Mistral Large 3 675B Base 2512
From our family of large models, Mistral Large 3 is a state-of-the-art general-purpose Multimodal granular Mixture-of-Experts model with 41B active parameters and 675B total parameters trained from scratch with 3000 H200s.
This model is the base pre-trained version, not fine-tuned for instruction or reasoning tasks, making it ideal for custom post-training processes.
Designed for reliability and long-context comprehension - It is engineered for production-grade assistants, retrieval-augmented systems, scientific workloads, and complex enterprise workflows.

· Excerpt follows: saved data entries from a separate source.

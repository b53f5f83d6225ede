pub mod error;
pub mod graph;
pub mod runner;
pub mod state;
pub mod storage;
#[cfg(feature = "postgres")]
pub mod storage_postgres;
pub mod task;

// Re-export commonly used types
pub use error::{GraphError, Result};
pub use graph::{ExecutionResult, ExecutionStatus, Graph, GraphBuilder};
pub use runner::FlowRunner;
pub use state::{Branch, GraphState};
pub use storage::{InMemorySessionStorage, Session, SessionStatus, SessionStorage, spawn_eviction};
#[cfg(feature = "postgres")]
pub use storage_postgres::PostgresSessionStorage;
pub use task::{NextAction, Task, TaskResult};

Mistral Large 3 Instruct is deployable on-premises in:
Key Features
Mistral Large 3 consists of two main architectural components:
- A Granular MoE Language Model with 673B params and 39B active
- A 2.5B Vision Encoder
The Mistral Large 3 Base model offers the following capabilities:
- Vision: Enables the model to analyze images and provide insights based on visual content, in addition to text.
- Multilingual: Supports dozens of languages, including English, French, Spanish, German, Italian, Portuguese, Dutch, Chinese, Japanese, Korean, Arabic.
- Frontier: Delivers best-in-class performance.
- Apache 2.0 License: Open-source license allowing usage and modification for both commercial and non-commercial purposes.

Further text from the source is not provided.